• Assignment: In the following material, identify every line holding the string "durable" and return it.

• Input material:

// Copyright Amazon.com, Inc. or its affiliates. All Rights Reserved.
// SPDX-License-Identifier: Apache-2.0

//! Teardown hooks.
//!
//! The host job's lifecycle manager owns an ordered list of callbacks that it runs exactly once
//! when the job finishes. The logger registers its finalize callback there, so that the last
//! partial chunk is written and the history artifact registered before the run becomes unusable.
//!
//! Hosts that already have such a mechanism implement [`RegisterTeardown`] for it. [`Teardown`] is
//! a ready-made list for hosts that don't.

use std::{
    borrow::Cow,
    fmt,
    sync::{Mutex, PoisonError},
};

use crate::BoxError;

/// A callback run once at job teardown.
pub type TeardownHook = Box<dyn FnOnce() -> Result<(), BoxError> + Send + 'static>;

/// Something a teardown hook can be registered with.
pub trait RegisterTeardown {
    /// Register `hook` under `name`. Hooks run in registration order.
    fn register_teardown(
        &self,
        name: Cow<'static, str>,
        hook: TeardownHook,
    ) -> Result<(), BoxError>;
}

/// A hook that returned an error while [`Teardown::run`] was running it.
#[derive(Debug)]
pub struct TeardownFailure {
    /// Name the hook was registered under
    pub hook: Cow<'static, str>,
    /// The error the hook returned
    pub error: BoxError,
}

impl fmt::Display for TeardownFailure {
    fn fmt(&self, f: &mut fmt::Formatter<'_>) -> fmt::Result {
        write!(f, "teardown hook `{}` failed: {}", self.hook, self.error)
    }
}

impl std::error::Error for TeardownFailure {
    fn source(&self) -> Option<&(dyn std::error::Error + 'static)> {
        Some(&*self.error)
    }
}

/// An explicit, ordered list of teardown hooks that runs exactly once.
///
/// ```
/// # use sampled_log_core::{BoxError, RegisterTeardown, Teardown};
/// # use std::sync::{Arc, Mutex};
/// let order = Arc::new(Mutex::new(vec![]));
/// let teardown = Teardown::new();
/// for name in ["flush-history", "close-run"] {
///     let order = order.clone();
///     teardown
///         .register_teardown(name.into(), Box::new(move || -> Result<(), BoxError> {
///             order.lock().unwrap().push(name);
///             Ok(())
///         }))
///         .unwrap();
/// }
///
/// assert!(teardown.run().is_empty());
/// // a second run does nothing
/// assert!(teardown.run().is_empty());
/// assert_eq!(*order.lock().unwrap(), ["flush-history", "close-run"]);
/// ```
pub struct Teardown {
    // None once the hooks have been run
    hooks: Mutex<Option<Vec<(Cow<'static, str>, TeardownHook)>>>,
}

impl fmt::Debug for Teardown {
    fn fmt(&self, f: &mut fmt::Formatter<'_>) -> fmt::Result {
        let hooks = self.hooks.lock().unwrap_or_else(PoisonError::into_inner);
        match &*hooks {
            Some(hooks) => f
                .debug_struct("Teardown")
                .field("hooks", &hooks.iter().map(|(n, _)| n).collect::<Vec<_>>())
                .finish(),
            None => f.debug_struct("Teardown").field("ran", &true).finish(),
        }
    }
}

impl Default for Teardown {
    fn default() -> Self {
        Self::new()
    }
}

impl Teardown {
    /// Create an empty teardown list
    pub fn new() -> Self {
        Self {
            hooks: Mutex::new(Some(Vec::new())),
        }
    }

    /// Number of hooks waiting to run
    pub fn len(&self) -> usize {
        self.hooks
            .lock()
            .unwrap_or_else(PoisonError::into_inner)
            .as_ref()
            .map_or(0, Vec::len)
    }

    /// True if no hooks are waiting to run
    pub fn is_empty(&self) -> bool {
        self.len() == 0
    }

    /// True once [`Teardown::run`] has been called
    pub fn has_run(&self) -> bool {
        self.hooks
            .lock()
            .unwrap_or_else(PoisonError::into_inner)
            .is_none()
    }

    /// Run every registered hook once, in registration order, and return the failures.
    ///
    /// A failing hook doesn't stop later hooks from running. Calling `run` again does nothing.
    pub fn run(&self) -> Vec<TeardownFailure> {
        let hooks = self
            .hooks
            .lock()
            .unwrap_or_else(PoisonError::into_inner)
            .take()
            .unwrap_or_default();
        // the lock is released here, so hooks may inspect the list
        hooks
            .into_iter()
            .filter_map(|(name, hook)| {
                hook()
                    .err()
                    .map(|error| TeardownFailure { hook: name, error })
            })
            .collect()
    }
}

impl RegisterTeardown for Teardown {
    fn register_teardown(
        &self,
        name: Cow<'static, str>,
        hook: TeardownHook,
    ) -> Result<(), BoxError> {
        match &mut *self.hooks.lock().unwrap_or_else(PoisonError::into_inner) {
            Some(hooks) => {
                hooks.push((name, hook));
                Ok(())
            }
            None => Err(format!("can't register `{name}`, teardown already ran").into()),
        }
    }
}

---

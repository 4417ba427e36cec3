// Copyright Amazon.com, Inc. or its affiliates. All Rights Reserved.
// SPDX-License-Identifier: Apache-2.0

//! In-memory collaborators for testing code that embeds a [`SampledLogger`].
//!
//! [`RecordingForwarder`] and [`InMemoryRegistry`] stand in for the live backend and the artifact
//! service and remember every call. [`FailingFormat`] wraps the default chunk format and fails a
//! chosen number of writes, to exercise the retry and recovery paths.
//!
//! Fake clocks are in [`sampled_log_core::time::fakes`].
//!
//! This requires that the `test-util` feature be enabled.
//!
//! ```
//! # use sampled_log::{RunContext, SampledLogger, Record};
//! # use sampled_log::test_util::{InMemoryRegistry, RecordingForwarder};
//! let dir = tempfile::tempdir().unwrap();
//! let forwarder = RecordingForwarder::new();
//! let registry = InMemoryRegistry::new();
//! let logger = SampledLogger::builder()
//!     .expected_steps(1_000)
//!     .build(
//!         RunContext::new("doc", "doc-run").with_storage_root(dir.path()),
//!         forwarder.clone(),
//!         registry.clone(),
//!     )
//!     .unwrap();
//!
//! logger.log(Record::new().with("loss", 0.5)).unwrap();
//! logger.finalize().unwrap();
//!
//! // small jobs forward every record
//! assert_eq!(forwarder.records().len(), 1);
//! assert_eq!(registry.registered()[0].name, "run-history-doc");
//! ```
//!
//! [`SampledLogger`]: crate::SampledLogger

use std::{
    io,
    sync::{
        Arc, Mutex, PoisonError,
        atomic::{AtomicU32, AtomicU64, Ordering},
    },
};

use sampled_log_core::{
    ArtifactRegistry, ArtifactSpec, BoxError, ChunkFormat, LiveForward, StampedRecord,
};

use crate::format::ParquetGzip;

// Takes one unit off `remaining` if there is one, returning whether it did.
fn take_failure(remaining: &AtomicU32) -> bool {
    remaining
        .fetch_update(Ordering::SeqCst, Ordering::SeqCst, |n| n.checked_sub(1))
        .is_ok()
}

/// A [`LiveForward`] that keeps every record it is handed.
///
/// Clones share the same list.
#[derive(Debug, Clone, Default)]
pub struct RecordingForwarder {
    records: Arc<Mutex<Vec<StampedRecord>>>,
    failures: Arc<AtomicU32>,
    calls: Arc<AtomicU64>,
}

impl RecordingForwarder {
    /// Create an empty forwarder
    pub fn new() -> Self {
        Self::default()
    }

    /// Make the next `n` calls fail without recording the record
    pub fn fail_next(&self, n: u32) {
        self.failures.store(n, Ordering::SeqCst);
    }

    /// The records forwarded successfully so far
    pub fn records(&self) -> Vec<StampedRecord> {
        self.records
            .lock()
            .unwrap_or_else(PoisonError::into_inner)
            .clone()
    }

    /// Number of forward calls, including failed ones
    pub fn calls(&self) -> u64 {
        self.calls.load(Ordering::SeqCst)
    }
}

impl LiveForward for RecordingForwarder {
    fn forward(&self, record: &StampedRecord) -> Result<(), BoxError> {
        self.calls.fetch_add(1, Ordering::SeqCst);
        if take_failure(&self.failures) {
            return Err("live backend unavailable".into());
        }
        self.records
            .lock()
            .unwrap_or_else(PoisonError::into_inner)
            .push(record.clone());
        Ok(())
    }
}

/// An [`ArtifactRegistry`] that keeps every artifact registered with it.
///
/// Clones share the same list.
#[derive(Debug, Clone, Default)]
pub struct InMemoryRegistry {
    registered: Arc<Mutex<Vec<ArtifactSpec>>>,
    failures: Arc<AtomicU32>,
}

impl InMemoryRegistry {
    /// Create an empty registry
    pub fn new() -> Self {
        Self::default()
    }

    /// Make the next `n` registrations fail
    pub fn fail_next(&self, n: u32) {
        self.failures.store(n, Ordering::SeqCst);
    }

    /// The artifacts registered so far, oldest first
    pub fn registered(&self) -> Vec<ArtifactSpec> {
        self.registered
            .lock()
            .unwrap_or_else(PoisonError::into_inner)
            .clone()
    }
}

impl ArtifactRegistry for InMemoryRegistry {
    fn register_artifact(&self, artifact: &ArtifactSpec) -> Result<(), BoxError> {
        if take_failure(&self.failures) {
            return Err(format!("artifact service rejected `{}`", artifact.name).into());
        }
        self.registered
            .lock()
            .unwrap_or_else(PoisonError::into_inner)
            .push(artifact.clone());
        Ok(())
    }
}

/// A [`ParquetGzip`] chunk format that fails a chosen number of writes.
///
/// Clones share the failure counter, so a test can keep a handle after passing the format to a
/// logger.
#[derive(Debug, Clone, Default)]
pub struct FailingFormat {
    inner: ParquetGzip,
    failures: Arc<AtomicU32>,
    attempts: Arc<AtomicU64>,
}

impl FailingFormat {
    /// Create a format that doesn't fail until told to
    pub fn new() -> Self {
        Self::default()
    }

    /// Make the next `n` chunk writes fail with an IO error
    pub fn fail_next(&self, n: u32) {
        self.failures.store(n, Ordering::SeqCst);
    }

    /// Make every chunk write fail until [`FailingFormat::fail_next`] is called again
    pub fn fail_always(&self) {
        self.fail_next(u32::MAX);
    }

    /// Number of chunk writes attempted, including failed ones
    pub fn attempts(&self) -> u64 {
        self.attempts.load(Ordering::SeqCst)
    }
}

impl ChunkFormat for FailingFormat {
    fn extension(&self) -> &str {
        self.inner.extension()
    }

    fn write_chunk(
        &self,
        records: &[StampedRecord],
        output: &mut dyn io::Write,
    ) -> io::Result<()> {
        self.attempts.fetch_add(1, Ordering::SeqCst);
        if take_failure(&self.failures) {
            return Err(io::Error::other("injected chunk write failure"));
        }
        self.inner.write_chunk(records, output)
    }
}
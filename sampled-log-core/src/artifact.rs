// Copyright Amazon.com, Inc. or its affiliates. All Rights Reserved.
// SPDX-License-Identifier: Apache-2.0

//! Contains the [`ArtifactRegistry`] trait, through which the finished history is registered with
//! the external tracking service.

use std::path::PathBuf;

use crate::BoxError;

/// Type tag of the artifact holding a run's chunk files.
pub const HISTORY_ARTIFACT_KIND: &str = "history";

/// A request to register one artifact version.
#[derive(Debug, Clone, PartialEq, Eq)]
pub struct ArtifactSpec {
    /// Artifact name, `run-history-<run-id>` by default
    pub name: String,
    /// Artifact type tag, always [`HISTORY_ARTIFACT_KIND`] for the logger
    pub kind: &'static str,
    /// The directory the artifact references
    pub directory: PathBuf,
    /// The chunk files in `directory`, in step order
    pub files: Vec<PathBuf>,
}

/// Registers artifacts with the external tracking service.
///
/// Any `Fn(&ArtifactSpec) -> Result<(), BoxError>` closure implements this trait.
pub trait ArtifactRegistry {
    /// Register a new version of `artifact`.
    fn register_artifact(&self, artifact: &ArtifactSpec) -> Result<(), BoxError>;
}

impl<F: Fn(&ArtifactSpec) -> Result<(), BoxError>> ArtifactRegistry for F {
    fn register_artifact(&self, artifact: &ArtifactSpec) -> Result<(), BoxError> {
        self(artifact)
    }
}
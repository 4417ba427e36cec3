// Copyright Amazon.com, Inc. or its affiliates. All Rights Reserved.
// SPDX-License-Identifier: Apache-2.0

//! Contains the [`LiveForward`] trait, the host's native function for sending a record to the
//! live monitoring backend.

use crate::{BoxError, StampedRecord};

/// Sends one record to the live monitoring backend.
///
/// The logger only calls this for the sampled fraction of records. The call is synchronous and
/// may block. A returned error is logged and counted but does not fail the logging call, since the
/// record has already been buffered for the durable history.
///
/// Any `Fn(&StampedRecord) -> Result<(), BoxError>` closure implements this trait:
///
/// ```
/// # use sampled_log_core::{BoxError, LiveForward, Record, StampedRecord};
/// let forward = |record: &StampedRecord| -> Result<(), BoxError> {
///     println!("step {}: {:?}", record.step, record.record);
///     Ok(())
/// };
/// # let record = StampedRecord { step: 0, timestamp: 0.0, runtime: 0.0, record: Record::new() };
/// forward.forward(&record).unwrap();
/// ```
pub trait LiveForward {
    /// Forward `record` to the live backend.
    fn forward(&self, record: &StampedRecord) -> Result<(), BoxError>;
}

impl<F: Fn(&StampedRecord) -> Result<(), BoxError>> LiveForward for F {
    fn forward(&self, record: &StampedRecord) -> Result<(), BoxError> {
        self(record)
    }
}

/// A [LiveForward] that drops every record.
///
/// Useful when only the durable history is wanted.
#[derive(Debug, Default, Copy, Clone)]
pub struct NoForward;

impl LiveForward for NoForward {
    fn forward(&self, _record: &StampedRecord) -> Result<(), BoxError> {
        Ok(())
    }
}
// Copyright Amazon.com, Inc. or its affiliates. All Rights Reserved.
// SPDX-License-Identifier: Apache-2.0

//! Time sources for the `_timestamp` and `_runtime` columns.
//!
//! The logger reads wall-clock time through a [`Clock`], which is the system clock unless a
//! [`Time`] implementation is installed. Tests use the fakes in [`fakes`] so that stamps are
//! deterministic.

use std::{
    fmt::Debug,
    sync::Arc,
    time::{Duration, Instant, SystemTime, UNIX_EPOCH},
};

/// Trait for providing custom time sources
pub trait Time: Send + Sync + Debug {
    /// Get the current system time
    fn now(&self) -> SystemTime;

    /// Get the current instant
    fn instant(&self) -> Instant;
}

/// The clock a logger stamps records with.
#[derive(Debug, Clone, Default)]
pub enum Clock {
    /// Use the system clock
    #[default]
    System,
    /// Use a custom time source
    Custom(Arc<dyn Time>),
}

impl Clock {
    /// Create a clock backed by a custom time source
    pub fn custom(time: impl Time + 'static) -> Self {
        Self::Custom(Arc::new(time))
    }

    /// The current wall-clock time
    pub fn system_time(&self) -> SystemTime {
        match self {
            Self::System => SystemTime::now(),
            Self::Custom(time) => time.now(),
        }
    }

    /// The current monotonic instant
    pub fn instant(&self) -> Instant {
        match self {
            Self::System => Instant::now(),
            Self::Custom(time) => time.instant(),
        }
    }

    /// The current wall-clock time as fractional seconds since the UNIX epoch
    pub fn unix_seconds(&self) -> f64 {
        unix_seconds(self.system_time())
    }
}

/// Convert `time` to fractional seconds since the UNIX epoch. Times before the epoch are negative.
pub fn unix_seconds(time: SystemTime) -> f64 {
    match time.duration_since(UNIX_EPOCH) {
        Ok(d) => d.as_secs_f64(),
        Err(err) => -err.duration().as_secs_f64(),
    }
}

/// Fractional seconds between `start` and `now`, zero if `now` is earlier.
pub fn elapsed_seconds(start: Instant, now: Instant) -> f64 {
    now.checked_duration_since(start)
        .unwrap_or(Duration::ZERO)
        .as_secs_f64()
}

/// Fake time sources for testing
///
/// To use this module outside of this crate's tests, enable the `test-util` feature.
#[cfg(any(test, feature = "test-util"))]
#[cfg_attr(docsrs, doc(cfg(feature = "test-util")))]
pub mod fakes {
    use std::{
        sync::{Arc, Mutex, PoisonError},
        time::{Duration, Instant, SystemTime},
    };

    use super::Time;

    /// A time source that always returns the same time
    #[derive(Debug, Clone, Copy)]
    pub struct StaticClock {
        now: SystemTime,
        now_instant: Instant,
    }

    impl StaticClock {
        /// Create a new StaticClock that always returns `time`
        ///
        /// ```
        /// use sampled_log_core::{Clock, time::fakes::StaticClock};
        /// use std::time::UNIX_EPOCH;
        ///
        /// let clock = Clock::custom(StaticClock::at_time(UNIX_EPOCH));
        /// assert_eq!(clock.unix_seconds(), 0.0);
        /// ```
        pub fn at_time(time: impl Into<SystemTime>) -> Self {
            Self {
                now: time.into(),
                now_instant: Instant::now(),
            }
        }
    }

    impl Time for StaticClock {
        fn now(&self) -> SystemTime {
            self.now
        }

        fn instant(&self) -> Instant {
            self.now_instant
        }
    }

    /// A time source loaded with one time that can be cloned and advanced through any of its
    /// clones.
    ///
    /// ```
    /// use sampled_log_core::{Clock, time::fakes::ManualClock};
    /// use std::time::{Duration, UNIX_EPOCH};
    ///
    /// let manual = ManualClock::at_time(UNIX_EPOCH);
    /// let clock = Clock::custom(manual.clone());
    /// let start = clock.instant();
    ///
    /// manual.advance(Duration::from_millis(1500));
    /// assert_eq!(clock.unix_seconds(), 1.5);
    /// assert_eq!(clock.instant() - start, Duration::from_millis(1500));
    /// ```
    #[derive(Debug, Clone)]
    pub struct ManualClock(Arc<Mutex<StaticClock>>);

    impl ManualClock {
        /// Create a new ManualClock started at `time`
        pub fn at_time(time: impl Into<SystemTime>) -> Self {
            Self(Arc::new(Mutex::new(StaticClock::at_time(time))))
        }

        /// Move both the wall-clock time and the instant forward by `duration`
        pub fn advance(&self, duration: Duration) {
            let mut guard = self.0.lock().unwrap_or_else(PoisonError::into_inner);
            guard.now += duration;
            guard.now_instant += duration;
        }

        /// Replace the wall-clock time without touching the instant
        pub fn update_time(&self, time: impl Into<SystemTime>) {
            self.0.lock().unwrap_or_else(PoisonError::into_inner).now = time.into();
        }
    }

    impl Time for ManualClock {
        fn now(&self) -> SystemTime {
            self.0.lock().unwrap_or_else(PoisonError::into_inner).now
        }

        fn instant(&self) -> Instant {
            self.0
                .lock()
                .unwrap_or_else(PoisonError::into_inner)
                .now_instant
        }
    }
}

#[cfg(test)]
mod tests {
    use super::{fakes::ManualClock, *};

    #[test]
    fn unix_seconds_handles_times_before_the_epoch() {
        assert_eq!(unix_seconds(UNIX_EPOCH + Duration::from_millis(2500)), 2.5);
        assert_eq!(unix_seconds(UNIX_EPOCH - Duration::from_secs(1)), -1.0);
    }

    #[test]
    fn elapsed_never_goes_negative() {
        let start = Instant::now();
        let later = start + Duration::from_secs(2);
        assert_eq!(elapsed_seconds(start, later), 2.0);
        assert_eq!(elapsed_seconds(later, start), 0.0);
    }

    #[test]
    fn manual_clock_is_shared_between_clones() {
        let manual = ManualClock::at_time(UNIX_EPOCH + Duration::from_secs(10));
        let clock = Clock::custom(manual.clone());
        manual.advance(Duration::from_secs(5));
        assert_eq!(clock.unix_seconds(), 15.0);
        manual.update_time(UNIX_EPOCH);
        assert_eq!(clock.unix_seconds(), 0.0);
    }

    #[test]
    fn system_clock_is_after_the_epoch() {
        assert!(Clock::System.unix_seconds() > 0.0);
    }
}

• Your response:
/// record has already been buffered for the durable history.
/// Useful when only the durable history is wanted.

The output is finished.